--- RAW DATA Enclosed Below ---
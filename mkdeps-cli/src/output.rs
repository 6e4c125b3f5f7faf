//! Output destination selection.

use anyhow::{Context, Result};
use std::fs;
use std::io::Write;
use std::path::PathBuf;
use std::str::FromStr;

/// Where the rules are written. `-` selects standard output.
#[derive(Debug, Clone, Default, PartialEq, Eq)]
pub enum OutputTarget {
    #[default]
    Stdout,
    File(PathBuf),
}

impl FromStr for OutputTarget {
    type Err = String;

    fn from_str(s: &str) -> Result<Self, Self::Err> {
        match s {
            "" => Err("output path cannot be empty".to_string()),
            "-" => Ok(OutputTarget::Stdout),
            path => Ok(OutputTarget::File(PathBuf::from(path))),
        }
    }
}

impl OutputTarget {
    /// Write `content` to the destination, creating or truncating a file target.
    pub fn write(&self, content: &[u8]) -> Result<()> {
        match self {
            OutputTarget::Stdout => {
                let stdout = std::io::stdout();
                let mut lock = stdout.lock();
                lock.write_all(content).context("writing to stdout")?;
                lock.flush().context("writing to stdout")?;
            }
            OutputTarget::File(path) => {
                let mut file = fs::File::create(path)
                    .with_context(|| format!("creating output {}", path.display()))?;
                file.write_all(content)
                    .with_context(|| format!("writing output {}", path.display()))?;
                tracing::debug!("wrote {} bytes to {}", content.len(), path.display());
            }
        }
        Ok(())
    }
}
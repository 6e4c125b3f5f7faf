//! Lexical path rewriting.
//!
//! Rule files reference sources relative to the directory the build runs in,
//! so every absolute path reported by the resolver is rewritten against the
//! base directory before it is emitted.

use std::path::{Component, Path, PathBuf};

/// Rewrite `path` so it is relative to `base`.
///
/// Both paths are cleaned lexically (no filesystem access). Files outside
/// `base` get leading `..` components. Relative inputs are returned
/// unchanged, as are paths on a different root or drive.
pub fn relative_to(base: &Path, path: &Path) -> PathBuf {
    if !path.is_absolute() || !base.is_absolute() {
        return path.to_path_buf();
    }

    let base = clean(base);
    let target = clean(path);

    // Different prefix (e.g. another drive) cannot be expressed relatively.
    if base.first() != target.first() {
        return path.to_path_buf();
    }

    let common = base
        .iter()
        .zip(target.iter())
        .take_while(|(a, b)| a == b)
        .count();

    let mut rel = PathBuf::new();
    for _ in common..base.len() {
        rel.push(Component::ParentDir);
    }
    for component in &target[common..] {
        rel.push(component);
    }

    if rel.as_os_str().is_empty() {
        PathBuf::from(".")
    } else {
        rel
    }
}

/// Rewrite every path in `files`, preserving order.
pub fn relative_all(base: &Path, files: &[PathBuf]) -> Vec<PathBuf> {
    files.iter().map(|f| relative_to(base, f)).collect()
}

fn clean(path: &Path) -> Vec<Component<'_>> {
    let mut out: Vec<Component<'_>> = Vec::new();
    for component in path.components() {
        match component {
            Component::CurDir => {}
            Component::ParentDir => match out.last() {
                Some(Component::Normal(_)) => {
                    out.pop();
                }
                // ".." at the root stays at the root
                Some(Component::RootDir) | Some(Component::Prefix(_)) => {}
                _ => out.push(component),
            },
            other => out.push(other),
        }
    }
    out
}

#[cfg(all(test, unix))]
mod tests {
    use super::*;

    fn rel(base: &str, path: &str) -> String {
        relative_to(Path::new(base), Path::new(path))
            .to_string_lossy()
            .into_owned()
    }

    #[test]
    fn test_file_below_base() {
        assert_eq!(rel("/src/app", "/src/app/cmd/tool/main.go"), "cmd/tool/main.go");
    }

    #[test]
    fn test_file_outside_base() {
        assert_eq!(rel("/src/app/sub", "/src/app/go.mod"), "../go.mod");
        assert_eq!(rel("/src/app", "/other/lib/x.go"), "../../other/lib/x.go");
    }

    #[test]
    fn test_same_path_is_dot() {
        assert_eq!(rel("/src/app", "/src/app"), ".");
    }

    #[test]
    fn test_cleans_dot_components() {
        assert_eq!(rel("/src/./app/", "/src/app/x/../y/./z.go"), "y/z.go");
        assert_eq!(rel("/", "/../a.go"), "a.go");
    }

    #[test]
    fn test_relative_input_untouched() {
        assert_eq!(rel("/src/app", "already/rel.go"), "already/rel.go");
    }

    #[test]
    fn test_relative_all_keeps_order() {
        let files = vec![
            PathBuf::from("/src/app/z.go"),
            PathBuf::from("/src/app/a.go"),
        ];
        let out = relative_all(Path::new("/src/app"), &files);
        assert_eq!(out, vec![PathBuf::from("z.go"), PathBuf::from("a.go")]);
    }
}
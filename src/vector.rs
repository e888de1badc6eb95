//! Plain 2D vector used for entity positions and velocities.

use std::ops::{Add, AddAssign};

use serde::Deserialize;

#[derive(Clone, Copy, Debug, Default, PartialEq, Deserialize)]
pub struct Vector2D {
    pub x: f32,
    pub y: f32,
}

impl Vector2D {
    pub const fn new(x: f32, y: f32) -> Self {
        Self { x, y }
    }
}

impl Add for Vector2D {
    type Output = Self;

    fn add(self, rhs: Self) -> Self {
        Self::new(self.x + rhs.x, self.y + rhs.y)
    }
}

impl AddAssign for Vector2D {
    fn add_assign(&mut self, rhs: Self) {
        self.x += rhs.x;
        self.y += rhs.y;
    }
}
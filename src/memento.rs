//! Point-in-time copy of the enemy side of the game.

use std::collections::HashMap;

use crate::engine::GameEngine;
use crate::entities::{Body, Entity, EntityId, Renderable};

/// Enemies and enemy projectiles, plus score and elapsed time, as they were
/// when the snapshot was taken. The entities are owned copies; nothing in
/// here aliases the live game.
#[derive(Clone, Debug, PartialEq)]
pub struct GameMemento {
    entities: Vec<(EntityId, Entity)>,
    score: u32,
    time_elapsed: f32,
}

impl GameMemento {
    pub fn capture<'a>(
        renderables: impl IntoIterator<Item = (EntityId, &'a Entity)>,
        score: u32,
        time_elapsed: f32,
    ) -> Self {
        let entities = renderables
            .into_iter()
            .filter(|(_, e)| e.kind().is_enemy_side())
            .map(|(id, e)| (id, e.clone()))
            .collect();
        Self {
            entities,
            score,
            time_elapsed,
        }
    }

    /// Put fresh copies of the captured entities back into `engine` and
    /// overwrite its score and time. Copies get new ids; projectile owners
    /// are remapped to the restored enemies. Returns the new ids.
    ///
    /// This is an additive merge, so the engine's own enemies and enemy
    /// projectiles must already be cleared.
    pub fn restore_into(&self, engine: &mut GameEngine) -> Vec<EntityId> {
        let mut remap = HashMap::with_capacity(self.entities.len());
        let mut copies: Vec<(EntityId, Entity)> = self
            .entities
            .iter()
            .map(|(old, entity)| {
                let id = engine.allocate_id();
                remap.insert(*old, id);
                (id, entity.clone())
            })
            .collect();

        for (_, entity) in &mut copies {
            if let Body::EnemyProjectile { owner, .. } = &mut entity.body {
                *owner = owner.and_then(|old| remap.get(&old).copied());
            }
        }

        let ids = engine.add_all_renderables_and_game_objects(copies);
        engine.set_score(self.score);
        engine.set_time_elapsed(self.time_elapsed);
        ids
    }

    pub fn entities(&self) -> impl Iterator<Item = &Entity> {
        self.entities.iter().map(|(_, e)| e)
    }

    pub fn len(&self) -> usize {
        self.entities.len()
    }

    pub fn is_empty(&self) -> bool {
        self.entities.is_empty()
    }

    pub fn score(&self) -> u32 {
        self.score
    }

    pub fn time_elapsed(&self) -> f32 {
        self.time_elapsed
    }
}
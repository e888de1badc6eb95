//! Per-instance projectile movement behaviour.

use serde::Deserialize;

use crate::vector::Vector2D;

/// How a projectile travels each tick.
///
/// Enemies carry one of the straight-down variants and hand a fresh copy to
/// every projectile they fire; the player always fires `Normal`.
#[derive(Clone, Copy, Debug, PartialEq, Eq, Hash, Deserialize)]
pub enum ProjectileStrategy {
    /// Straight up, one unit per tick (player shots).
    #[serde(skip)]
    Normal,
    /// Straight down, two units per tick.
    #[serde(rename = "fast_straight")]
    FastStraight,
    /// Straight down, one unit per tick.
    #[serde(rename = "slow_straight")]
    SlowStraight,
}

impl ProjectileStrategy {
    pub fn velocity(self) -> Vector2D {
        match self {
            Self::Normal => Vector2D::new(0.0, -1.0),
            Self::FastStraight => Vector2D::new(0.0, 2.0),
            Self::SlowStraight => Vector2D::new(0.0, 1.0),
        }
    }

    /// Move `position` one tick along this strategy.
    pub fn advance(self, position: &mut Vector2D) {
        *position += self.velocity();
    }

    /// Points awarded when a player shot destroys a projectile of this kind.
    pub fn points(self) -> u32 {
        match self {
            Self::FastStraight => 2,
            Self::SlowStraight => 1,
            Self::Normal => 0,
        }
    }

    pub fn is_fast(self) -> bool {
        self == Self::FastStraight
    }

    pub fn is_slow(self) -> bool {
        self == Self::SlowStraight
    }
}
//! Callbacks the engine delivers to whoever displays it.

use std::cell::RefCell;
use std::rc::Rc;
use std::time::Duration;

use crate::entities::EntityId;

/// All methods default to no-ops so observers implement only what they use.
pub trait GameObserver {
    fn time_changed(&mut self, _elapsed: Duration) {}
    fn score_changed(&mut self, _score: u32) {}
    /// Entities dropped by a snapshot restore; views should forget them.
    fn renderables_removed(&mut self, _removed: &[EntityId]) {}
}

/// Lets the front-end keep a handle on an observer it gave to the engine.
impl<T: GameObserver> GameObserver for Rc<RefCell<T>> {
    fn time_changed(&mut self, elapsed: Duration) {
        self.borrow_mut().time_changed(elapsed);
    }

    fn score_changed(&mut self, score: u32) {
        self.borrow_mut().score_changed(score);
    }

    fn renderables_removed(&mut self, removed: &[EntityId]) {
        self.borrow_mut().renderables_removed(removed);
    }
}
--- End of Enclosed RAW DATA ---
> **AIM OF THE EXERCISE**: Across the whole listing above, state how many lines contain "OutputTarget". Only the number is wanted.

> **EXERCISE RESPONSE**: 7